DATA EXCERPTS section start

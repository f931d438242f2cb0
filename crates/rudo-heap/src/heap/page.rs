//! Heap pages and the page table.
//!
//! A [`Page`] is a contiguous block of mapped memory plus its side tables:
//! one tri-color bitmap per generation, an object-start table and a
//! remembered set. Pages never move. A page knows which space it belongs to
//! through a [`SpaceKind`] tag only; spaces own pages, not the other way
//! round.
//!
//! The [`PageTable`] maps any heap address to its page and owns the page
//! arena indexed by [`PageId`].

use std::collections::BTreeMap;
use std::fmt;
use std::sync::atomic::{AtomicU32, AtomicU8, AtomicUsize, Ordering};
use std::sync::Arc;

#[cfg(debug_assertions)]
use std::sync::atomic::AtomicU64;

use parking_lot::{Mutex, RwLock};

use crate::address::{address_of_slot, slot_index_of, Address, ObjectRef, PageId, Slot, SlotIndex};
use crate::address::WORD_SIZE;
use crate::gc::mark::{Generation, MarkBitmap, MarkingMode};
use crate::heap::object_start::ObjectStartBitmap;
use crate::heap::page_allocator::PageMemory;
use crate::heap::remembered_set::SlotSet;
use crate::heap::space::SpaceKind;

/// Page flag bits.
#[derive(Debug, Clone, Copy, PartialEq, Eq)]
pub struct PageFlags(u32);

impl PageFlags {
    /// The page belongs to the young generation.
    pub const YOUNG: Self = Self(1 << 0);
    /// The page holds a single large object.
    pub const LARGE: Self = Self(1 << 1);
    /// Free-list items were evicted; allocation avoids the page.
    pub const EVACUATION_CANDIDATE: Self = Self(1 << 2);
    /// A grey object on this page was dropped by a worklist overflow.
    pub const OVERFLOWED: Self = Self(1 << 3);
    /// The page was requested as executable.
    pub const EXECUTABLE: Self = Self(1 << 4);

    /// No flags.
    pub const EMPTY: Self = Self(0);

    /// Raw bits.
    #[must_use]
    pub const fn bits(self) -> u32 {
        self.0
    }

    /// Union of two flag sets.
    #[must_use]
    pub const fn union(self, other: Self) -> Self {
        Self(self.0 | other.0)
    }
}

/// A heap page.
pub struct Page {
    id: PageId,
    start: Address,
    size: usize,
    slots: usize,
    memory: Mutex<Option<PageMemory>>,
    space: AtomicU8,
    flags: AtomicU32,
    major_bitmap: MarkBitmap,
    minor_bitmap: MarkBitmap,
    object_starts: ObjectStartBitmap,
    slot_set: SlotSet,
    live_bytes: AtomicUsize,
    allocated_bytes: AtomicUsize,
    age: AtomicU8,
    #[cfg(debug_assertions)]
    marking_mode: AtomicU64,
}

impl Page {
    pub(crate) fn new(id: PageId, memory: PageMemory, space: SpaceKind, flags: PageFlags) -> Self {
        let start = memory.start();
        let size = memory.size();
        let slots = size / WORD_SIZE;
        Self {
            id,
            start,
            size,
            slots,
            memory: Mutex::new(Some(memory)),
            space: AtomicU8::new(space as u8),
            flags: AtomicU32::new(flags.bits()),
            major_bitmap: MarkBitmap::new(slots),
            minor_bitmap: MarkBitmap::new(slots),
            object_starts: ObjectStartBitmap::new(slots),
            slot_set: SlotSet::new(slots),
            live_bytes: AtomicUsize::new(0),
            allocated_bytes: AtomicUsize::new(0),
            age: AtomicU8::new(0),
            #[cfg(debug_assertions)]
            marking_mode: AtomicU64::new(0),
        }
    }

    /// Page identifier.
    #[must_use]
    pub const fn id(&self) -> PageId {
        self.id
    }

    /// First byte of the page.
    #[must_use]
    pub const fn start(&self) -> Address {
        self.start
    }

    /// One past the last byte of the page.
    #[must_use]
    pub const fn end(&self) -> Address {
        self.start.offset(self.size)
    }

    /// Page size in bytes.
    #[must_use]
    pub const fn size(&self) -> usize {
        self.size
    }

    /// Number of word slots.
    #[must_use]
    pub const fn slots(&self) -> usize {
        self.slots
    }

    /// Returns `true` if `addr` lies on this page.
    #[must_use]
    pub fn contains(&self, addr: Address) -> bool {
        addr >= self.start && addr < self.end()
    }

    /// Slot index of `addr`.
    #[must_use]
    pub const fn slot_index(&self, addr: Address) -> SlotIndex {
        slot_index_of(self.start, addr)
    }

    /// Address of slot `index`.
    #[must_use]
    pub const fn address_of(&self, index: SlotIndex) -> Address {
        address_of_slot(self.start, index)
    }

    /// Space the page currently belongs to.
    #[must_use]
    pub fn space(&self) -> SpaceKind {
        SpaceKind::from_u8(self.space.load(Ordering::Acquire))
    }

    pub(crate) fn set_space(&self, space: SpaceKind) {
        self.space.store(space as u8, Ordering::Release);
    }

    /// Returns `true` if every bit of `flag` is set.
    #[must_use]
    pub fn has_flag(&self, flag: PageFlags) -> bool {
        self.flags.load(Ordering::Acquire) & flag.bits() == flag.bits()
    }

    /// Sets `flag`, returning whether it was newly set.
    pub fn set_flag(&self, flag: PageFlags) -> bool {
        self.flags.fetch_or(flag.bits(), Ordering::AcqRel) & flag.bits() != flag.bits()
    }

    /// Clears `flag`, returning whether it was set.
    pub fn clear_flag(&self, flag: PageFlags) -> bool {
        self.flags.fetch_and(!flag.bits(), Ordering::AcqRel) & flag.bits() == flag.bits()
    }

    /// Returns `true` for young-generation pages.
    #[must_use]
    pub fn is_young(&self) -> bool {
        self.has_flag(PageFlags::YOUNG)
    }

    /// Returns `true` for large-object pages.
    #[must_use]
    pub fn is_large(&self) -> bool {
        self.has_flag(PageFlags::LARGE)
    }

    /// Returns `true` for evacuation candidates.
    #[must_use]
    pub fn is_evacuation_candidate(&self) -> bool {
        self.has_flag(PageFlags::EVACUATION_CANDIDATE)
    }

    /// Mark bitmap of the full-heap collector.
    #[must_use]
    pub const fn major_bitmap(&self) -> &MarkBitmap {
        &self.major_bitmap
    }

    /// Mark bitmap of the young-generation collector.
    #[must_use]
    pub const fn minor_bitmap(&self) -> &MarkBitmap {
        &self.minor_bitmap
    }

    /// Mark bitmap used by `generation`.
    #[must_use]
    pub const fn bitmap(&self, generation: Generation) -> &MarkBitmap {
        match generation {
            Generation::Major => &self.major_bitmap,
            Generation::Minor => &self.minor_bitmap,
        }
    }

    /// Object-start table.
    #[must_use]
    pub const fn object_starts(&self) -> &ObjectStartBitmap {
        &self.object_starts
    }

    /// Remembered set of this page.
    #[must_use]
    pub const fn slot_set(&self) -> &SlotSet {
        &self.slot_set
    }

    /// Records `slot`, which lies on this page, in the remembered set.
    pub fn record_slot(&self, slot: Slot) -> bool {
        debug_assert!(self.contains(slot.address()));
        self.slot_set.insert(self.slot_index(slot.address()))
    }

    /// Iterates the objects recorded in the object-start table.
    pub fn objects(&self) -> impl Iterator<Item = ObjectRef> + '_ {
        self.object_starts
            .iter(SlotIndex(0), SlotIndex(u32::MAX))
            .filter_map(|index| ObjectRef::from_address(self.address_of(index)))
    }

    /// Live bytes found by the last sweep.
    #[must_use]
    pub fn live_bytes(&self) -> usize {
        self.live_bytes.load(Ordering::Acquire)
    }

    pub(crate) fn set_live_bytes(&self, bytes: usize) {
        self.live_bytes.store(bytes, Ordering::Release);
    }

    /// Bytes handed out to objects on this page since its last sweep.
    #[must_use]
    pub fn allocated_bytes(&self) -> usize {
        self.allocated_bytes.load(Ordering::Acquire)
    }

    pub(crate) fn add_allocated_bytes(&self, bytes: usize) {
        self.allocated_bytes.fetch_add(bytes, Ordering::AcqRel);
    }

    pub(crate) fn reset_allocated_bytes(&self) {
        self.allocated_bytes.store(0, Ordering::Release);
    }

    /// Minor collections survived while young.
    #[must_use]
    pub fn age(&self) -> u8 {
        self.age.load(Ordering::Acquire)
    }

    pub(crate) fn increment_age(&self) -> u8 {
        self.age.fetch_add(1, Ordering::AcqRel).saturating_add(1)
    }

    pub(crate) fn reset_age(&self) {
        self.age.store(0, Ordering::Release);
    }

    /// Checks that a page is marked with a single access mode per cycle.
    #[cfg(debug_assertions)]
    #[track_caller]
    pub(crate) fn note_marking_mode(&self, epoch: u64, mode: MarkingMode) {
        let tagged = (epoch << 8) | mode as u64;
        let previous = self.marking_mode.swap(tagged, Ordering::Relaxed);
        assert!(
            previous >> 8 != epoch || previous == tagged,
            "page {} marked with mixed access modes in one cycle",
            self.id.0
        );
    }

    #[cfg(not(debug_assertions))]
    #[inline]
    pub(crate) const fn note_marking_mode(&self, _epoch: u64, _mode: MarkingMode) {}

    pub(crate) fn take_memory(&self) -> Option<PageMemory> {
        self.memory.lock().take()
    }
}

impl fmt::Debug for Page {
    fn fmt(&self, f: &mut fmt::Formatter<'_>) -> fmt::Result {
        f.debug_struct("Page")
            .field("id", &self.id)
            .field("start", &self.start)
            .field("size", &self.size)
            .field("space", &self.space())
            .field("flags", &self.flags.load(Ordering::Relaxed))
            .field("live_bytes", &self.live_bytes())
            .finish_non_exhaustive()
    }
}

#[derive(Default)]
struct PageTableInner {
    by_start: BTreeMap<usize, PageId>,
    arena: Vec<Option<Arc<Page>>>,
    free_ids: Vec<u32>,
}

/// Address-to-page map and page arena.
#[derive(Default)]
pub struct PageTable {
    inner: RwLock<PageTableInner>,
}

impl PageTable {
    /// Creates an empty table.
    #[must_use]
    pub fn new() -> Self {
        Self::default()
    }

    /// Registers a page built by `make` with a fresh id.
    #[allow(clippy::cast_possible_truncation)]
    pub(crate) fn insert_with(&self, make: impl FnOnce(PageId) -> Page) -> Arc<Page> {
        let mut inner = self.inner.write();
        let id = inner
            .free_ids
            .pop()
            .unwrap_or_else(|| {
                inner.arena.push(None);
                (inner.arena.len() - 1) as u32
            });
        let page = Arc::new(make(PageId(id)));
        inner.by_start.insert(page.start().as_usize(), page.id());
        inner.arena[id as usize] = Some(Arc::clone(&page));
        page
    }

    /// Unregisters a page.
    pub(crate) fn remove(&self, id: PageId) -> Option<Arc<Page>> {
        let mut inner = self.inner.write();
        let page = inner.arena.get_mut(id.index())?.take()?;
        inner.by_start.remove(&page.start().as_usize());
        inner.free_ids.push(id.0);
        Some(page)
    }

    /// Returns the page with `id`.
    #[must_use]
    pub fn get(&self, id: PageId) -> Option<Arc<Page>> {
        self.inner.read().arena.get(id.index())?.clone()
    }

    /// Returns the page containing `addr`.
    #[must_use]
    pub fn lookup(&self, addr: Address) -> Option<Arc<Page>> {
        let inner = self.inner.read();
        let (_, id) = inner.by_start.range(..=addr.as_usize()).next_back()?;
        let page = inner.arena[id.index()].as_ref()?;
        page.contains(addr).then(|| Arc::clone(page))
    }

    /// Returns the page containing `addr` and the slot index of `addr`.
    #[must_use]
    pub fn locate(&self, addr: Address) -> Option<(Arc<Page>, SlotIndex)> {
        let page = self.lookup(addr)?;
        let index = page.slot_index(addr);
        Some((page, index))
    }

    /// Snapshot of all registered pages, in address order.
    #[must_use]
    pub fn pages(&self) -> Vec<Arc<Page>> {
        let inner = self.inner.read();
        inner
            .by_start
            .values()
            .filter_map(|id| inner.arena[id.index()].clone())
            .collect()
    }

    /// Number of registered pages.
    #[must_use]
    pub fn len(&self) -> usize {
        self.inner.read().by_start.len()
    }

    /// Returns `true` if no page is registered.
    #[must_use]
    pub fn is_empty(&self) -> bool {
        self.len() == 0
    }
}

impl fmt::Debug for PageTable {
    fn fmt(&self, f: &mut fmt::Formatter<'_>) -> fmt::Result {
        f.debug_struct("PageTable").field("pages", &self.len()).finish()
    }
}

DATA EXCERPTS section end

With the line containing "arena indexed by" as the last one, please set down exactly the lines of the records above from their very first line, and nothing more.

repository f931d438242f2cb0
filename crates/rudo-heap/src/heap/page.rs
//! Heap pages and the page table.
//!
//! A [`Page`] is a contiguous block of mapped memory plus its side tables:
//! one tri-color bitmap per generation, an object-start table and a
//! remembered set. Pages never move. A page knows which space it belongs to
//! through a [`SpaceKind`] tag only; spaces own pages, not the other way
//! round.
//!
//! The [`PageTable`] maps any heap address to its page and owns the page
//! arena indexed by [`PageId`].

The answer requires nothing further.